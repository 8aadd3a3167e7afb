//! EventDeck: a Zellij plugin listing upcoming events from a local store.
//!
//! EventDeck shows the events of the next N days, soonest first, and lets the
//! user:
//! - filter them by title, venue or city as they type
//! - delete an event straight from the list
//! - open an event read-only or for editing
//! - import events from a JSON file, with a loading indicator while it runs
//!
//! # Architecture
//!
//! ```text
//! ┌─────────────────────────────────────────────────────┐
//! │  Zellij Plugin Shim (main.rs)                       │  ← Entry point
//! └─────────────────────────────────────────────────────┘
//!                        │
//! ┌─────────────────────────────────────────────────────┐
//! │  Application Layer (app/)                           │
//! │  - Event list presenter                             │
//! │  - Event handling and actions                       │
//! │  - Load notifier                                    │
//! └─────────────────────────────────────────────────────┘
//!         │                    │                    │
//! ┌───────────────┐   ┌───────────────┐   ┌───────────────┐
//! │ UI Layer      │   │ Storage Layer │   │ Worker Layer  │
//! │ (ui/)         │   │ (storage/)    │   │ (worker/)     │
//! │ - Rendering   │   │ - JSON I/O    │   │ - Store calls │
//! │ - Theming     │   │ - Ordering    │   │ - Import      │
//! │ - Components  │   │ - Backend API │   │ - IPC bridge  │
//! └───────────────┘   └───────────────┘   └───────────────┘
//!         │                    │                    │
//! ┌─────────────────────────────────────────────────────┐
//! │  Infrastructure & Domain Layers                     │
//! │  - Sandbox paths (infrastructure/)                  │
//! │  - Error types (domain/error)                       │
//! │  - Event and date range (domain/)                   │
//! └─────────────────────────────────────────────────────┘
//!                        │
//! ┌─────────────────────────────────────────────────────┐
//! │  Observability (observability/)                     │
//! │  - tracing subscriber, rotating log file            │
//! └─────────────────────────────────────────────────────┘
//! ```
//!
//! # Configuration
//!
//! ```kdl
//! pane {
//!     plugin location="file:/path/to/eventdeck.wasm" {
//!         store_path "~/.local/share/zellij/eventdeck/events.json"
//!         import_path "~/Downloads/events.json"
//!         range_days "30"
//!         theme "midnight"
//!         trace_level "info"
//!     }
//! }
//! ```
//!
//! # Example
//!
//! ```rust
//! use eventdeck::app::notifier::LoadNotifier;
//! use eventdeck::app::Event;
//! use eventdeck::{handle_event, initialize, Config};
//!
//! let mut presenter = initialize(&Config::default(), LoadNotifier::new());
//! let (_render, actions) = handle_event(&mut presenter, &Event::Shown)?;
//! // Post `actions` to the worker...
//! # Ok::<(), eventdeck::EventDeckError>(())
//! ```

pub mod app;
pub mod domain;
pub mod infrastructure;
pub mod storage;
pub mod worker;

pub mod ui;

pub mod observability;

pub use app::{handle_event, Action, EventListPresenter, NavigationMode, SearchMode};
pub use domain::{DateRange, Event, EventDeckError, Result};
pub use ui::Theme;

use app::notifier::LoadNotifier;
use std::collections::BTreeMap;
use std::path::PathBuf;

/// Default number of days covered by the list.
pub const DEFAULT_RANGE_DAYS: u32 = 30;

/// Plugin configuration parsed from Zellij's configuration system.
#[derive(Debug, Clone, PartialEq, Eq)]
pub struct Config {
    /// Event store file. Default: `events.json` in the data directory.
    pub store_path: Option<String>,

    /// JSON file imported with the `i` key. Import is disabled when unset.
    pub import_path: Option<String>,

    /// Length of the upcoming window in days. Default: 30
    pub range_days: u32,

    /// Built-in theme name (`midnight`, `daylight`). Ignored if `theme_file` is set.
    pub theme_name: Option<String>,

    /// Path to a custom TOML theme file. See [`ui::theme`] for the format.
    pub theme_file: Option<String>,

    /// Log level filter, e.g. `debug` or `eventdeck=trace`. Default: `"info"`
    pub trace_level: Option<String>,
}

impl Default for Config {
    fn default() -> Self {
        Self {
            store_path: None,
            import_path: None,
            range_days: DEFAULT_RANGE_DAYS,
            theme_name: None,
            theme_file: None,
            trace_level: None,
        }
    }
}

impl Config {
    /// Parses configuration from Zellij's configuration map.
    ///
    /// Unknown keys are ignored. Empty values count as unset, and an unparsable
    /// or zero `range_days` falls back to 30.
    ///
    /// # Example
    ///
    /// ```rust
    /// use std::collections::BTreeMap;
    /// use eventdeck::Config;
    ///
    /// let mut map = BTreeMap::new();
    /// map.insert("range_days".to_string(), "7".to_string());
    /// map.insert("import_path".to_string(), "~/events.json".to_string());
    ///
    /// let config = Config::from_zellij(&map);
    /// assert_eq!(config.range_days, 7);
    /// assert_eq!(config.import_path.as_deref(), Some("~/events.json"));
    /// ```
    #[must_use]
    pub fn from_zellij(config: &BTreeMap<String, String>) -> Self {
        let get = |key: &str| {
            config
                .get(key)
                .map(|value| value.trim().to_string())
                .filter(|value| !value.is_empty())
        };

        let range_days = get("range_days")
            .and_then(|s| s.parse::<u32>().ok())
            .filter(|days| *days > 0)
            .unwrap_or(DEFAULT_RANGE_DAYS);

        Self {
            store_path: get("store_path"),
            import_path: get("import_path"),
            range_days,
            theme_name: get("theme"),
            theme_file: get("theme_file"),
            trace_level: get("trace_level"),
        }
    }

    /// Store file location inside the sandbox.
    #[must_use]
    pub fn resolved_store_path(&self) -> PathBuf {
        self.store_path.as_deref().map_or_else(infrastructure::default_store_path, |path| {
            PathBuf::from(infrastructure::expand_tilde(path))
        })
    }

    /// Import file location inside the sandbox, if import is configured.
    #[must_use]
    pub fn resolved_import_path(&self) -> Option<String> {
        self.import_path.as_deref().map(infrastructure::expand_tilde)
    }

    /// Loads the configured theme, falling back to the default one.
    #[must_use]
    pub fn load_theme(&self) -> Theme {
        if let Some(theme_file) = &self.theme_file {
            return Theme::from_file(infrastructure::expand_tilde(theme_file)).unwrap_or_else(|e| {
                tracing::warn!(theme_file = %theme_file, error = %e, "failed to load theme from file, using default");
                Theme::default()
            });
        }

        self.theme_name.as_ref().map_or_else(Theme::default, |theme_name| {
            Theme::from_name(theme_name).unwrap_or_else(|| {
                tracing::warn!(theme_name = %theme_name, "unknown theme, using default");
                Theme::default()
            })
        })
    }
}

/// Creates the event list presenter for `config`.
///
/// The presenter covers the next `range_days` days, counted again each time
/// the list becomes visible, and listens to `notifier` while visible.
#[must_use]
pub fn initialize(config: &Config, notifier: LoadNotifier) -> EventListPresenter {
    tracing::debug!(range_days = config.range_days, "initializing eventdeck plugin");

    let range = DateRange::upcoming(chrono::Utc::now(), config.range_days);
    EventListPresenter::new(range, notifier, config.load_theme())
        .with_import_path(config.resolved_import_path())
}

_ _ _ _ _ _ _

WORK ORDER
Reproduce exactly the first line of the listing and every line after it, through the one containing "as they type". Nothing else belongs in the output.

OUTPUT OF THE EXERCISE
repository 8aadd3a3167e7afb
//! EventDeck: a Zellij plugin listing upcoming events from a local store.
//!
//! EventDeck shows the events of the next N days, soonest first, and lets the
//! user:
//! - filter them by title, venue or city as they type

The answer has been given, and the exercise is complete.